UCSC BME 100 Fall 2003

Intro to Bioinformatics

(Last Update: 06:10 PST 15 December 2003 )
This is a required course for bioinformatics students---both undergraduate and graduate students (pre-requisite to BME 220 and BME 230).

For catalog copy and pre-requisites, see the main page for BME100.

Who, When, and Where:

Instructor: Kevin Karplus ( karplus@soe.ucsc.edu) http://www.soe.ucsc.edu/~karplus
Office hours: Mondays 11-1 315B Baskin Engineering (unless BME 200 and 280B move into that timeslot).
TA: George Shackelford ( ggshack@soe.ucsc.edu)
Office hours: meet him in the lab section, in Jack's Lounge on Friday's from 3:30pm to 4:30pm, or arrange an appointment.
Don't forget use the news group ucsc.class.bme100 to ask questions!

Lectures: MW 5-6:45 p.m. Eight Acad 250

One lab section a week is required:
W 9:30-11 a.m. Baskin Engineering 105

You must register for the lab and the course together---neither can be taken without the other.

Although you must register for the lab, attendance at lab sections is optional---it will be a time when the TA will be in the lab to help out with Perl questions, with bioinformatics tools on the web, with debugging, and with general help with the homework assignments.

Texts

There will be two required texts, plus additional readings that will be distributed either on paper or via the Web:
Programming Perl
Larry Wall, Tom Christiansen & Jon Orwant
latest edition
O'Reilly and Associates
Considered the best single book on PERL---this is the main reference work on the language, and every PERL programmer should have a copy of it handy. You may use other PERL tutorials or references, but I expect you to have easy access to this one. We will be covering just the basics of PERL, not open-source packages like BioPerl, which you may wish to learn on your own.

Biological Sequence Analysis: Probabilistic Models of Proteins and Nucleic Acids from Cambridge University Press by R. Durbin, S. Eddy, A. Krogh, and G. Mitchison.
This book is a tutorial introduction to the use of hidden Markov models and other probabilistic models for sequence analysis problems in computational molecular biology, but is aimed mainly at a gradauate-student audience.

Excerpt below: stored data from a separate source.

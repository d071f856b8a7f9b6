//! Cotick: a single-threaded cooperative coroutine scheduler for
//! update-driven hosts.
//!
//! # Overview
//!
//! Cotick is built for hosts that tick on frames: game engines, UI
//! runtimes, simulators. The host drives the scheduler by calling
//! [`Scheduler::update`] on each frame; the scheduler resumes every
//! coroutine whose suspension has elapsed, in deterministic deadline-then-
//! FIFO order, on the host's thread.
//!
//! # Core Guarantees
//!
//! - **Deterministic ordering**: one clock snapshot per update; waiters
//!   resume in ascending deadline order, FIFO among ties
//! - **Synchronous cancellation**: stopping a coroutine destroys its whole
//!   suspension tree and removes every pending wait before the call returns
//! - **Structured concurrency**: [`all`] joins and [`any`] races own their
//!   children; no orphan coroutines, no leaked wait records
//! - **One-shot results**: a root's value or captured panic is taken exactly
//!   once through its [`Handle`]
//! - **Manager-safe handles**: every handle operation degrades to an empty
//!   answer once the scheduler is gone
//!
//! # Module Structure
//!
//! - [`kind`]: update-phase and clock-kind keys indexing the wait queues
//! - [`types`]: task ids, coroutine states, captured panics
//! - [`runtime`]: scheduler, root storage, handles, time queues
//! - [`time`]: clocks and the wait primitives
//! - [`combinator`]: the `all` / `any` structured combinators
//! - [`test_utils`]: logging setup and assertion macros for tests
//!
//! # Example
//!
//! ```
//! use cotick::{wait, DefaultClock, DefaultUpdate, Scheduler};
//!
//! let sched = Scheduler::<DefaultUpdate, DefaultClock>::new();
//! let handle = sched.start(|| async {
//!     wait(0.0).await; // resumes on the next update
//!     2 + 2
//! });
//!
//! sched.update();
//! assert_eq!(handle.take_result(), Some(4));
//! ```

#![forbid(unsafe_code)]
#![warn(missing_docs)]

pub mod combinator;
pub mod kind;
pub mod runtime;
pub mod test_utils;
pub mod time;
pub mod types;

pub use combinator::{all, any, IntoAll, IntoAny};
pub use kind::{ClockKind, DefaultClock, DefaultUpdate, UpdateKind};
pub use runtime::{with_global, Handle, Scheduler};
pub use time::{next_update, wait, wait_in, wait_until, wait_while, Wait};
pub use types::{CoroState, PanicPayload, TaskId};
//! Join futures over fixed tuples of child coroutines.

use super::{ChildSlot, IntoAll};
use std::future::Future;
use std::panic::resume_unwind;
use std::pin::Pin;
use std::task::{Context, Poll};

/// Degenerate join of zero children. Completes synchronously with `()`.
pub struct All0;

impl Future for All0 {
    type Output = ();

    fn poll(self: Pin<&mut Self>, _cx: &mut Context<'_>) -> Poll<()> {
        Poll::Ready(())
    }
}

impl IntoAll for () {
    type Future = All0;

    fn into_all(self) -> All0 {
        All0
    }
}

macro_rules! all_tuple {
    ($All:ident => ($(($F:ident, $slot:ident)),+) rev ($($rslot:ident),+)) => {
        /// Join over a fixed tuple of child coroutines.
        ///
        /// Completes once every child has settled; the output tuple
        /// preserves argument order. Dropping this future destroys the
        /// children in reverse argument order.
        pub struct $All<$($F: Future),+> {
            $($slot: ChildSlot<$F>,)+
        }

        impl<$($F: Future),+> Unpin for $All<$($F),+> {}

        impl<$($F: Future),+> Future for $All<$($F),+> {
            type Output = ($($F::Output,)+);

            fn poll(self: Pin<&mut Self>, cx: &mut Context<'_>) -> Poll<Self::Output> {
                let this = self.get_mut();
                $(this.$slot.poll_advance(cx);)+
                if $(!this.$slot.is_running())&&+ {
                    // Joined: surface the first failure in argument order,
                    // otherwise hand back every value.
                    $(
                        if let Some(payload) = this.$slot.take_failure() {
                            resume_unwind(payload.into_unwind());
                        }
                    )+
                    Poll::Ready(($(this.$slot.take_value(),)+))
                } else {
                    Poll::Pending
                }
            }
        }

        impl<$($F: Future),+> Drop for $All<$($F),+> {
            fn drop(&mut self) {
                // Reverse argument order.
                $(self.$rslot.cancel();)+
            }
        }

        impl<$($F: Future),+> IntoAll for ($($F,)+) {
            type Future = $All<$($F),+>;

            fn into_all(self) -> Self::Future {
                let ($($slot,)+) = self;
                $All {
                    $($slot: ChildSlot::new($slot),)+
                }
            }
        }
    };
}

all_tuple!(All1 => ((F1, c1)) rev (c1));
all_tuple!(All2 => ((F1, c1), (F2, c2)) rev (c2, c1));
all_tuple!(All3 => ((F1, c1), (F2, c2), (F3, c3)) rev (c3, c2, c1));
all_tuple!(All4 => ((F1, c1), (F2, c2), (F3, c3), (F4, c4)) rev (c4, c3, c2, c1));
all_tuple!(All5 => ((F1, c1), (F2, c2), (F3, c3), (F4, c4), (F5, c5)) rev (c5, c4, c3, c2, c1));
all_tuple!(All6 => ((F1, c1), (F2, c2), (F3, c3), (F4, c4), (F5, c5), (F6, c6)) rev (c6, c5, c4, c3, c2, c1));
all_tuple!(All7 => ((F1, c1), (F2, c2), (F3, c3), (F4, c4), (F5, c5), (F6, c6), (F7, c7)) rev (c7, c6, c5, c4, c3, c2, c1));
all_tuple!(All8 => ((F1, c1), (F2, c2), (F3, c3), (F4, c4), (F5, c5), (F6, c6), (F7, c7), (F8, c8)) rev (c8, c7, c6, c5, c4, c3, c2, c1));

We've been using it for years in the the graduate courses, and used it successfully last year in BME 100. This is a text and reference book that every bioinformatics programmer should have.

(Be sure to look at the errata page.)

Darling models
I added some assignments last year to build physical models of peptides (and DNA base pairs) using the Darling model kits. These kits are available over the web at http://www.darlingmodels.com/ I recommend getting the "Biochemistry" kit, though the cheaper "protein alpha helix--pleated sheet" kit may suffice. I have found these kits to give me a much better insight into protein flexibility and rigidity than the standard ball-and-stick models used in organic chemistry classes, and they are fun to play with. To reduce costs, it is quite reasonable for students to share a kit.

Some initial instructions for building a protein backbone with this model kit are now available.

Evaluation

There will be two types of assignments for the course and two types for the lab. The course will have reading assignments and pencil-and-paper exercises; the lab will have programming exercises to learn PERL and bioinformatics exercises using real data. The same grade (and evaluation) will be given for both the course and the lab.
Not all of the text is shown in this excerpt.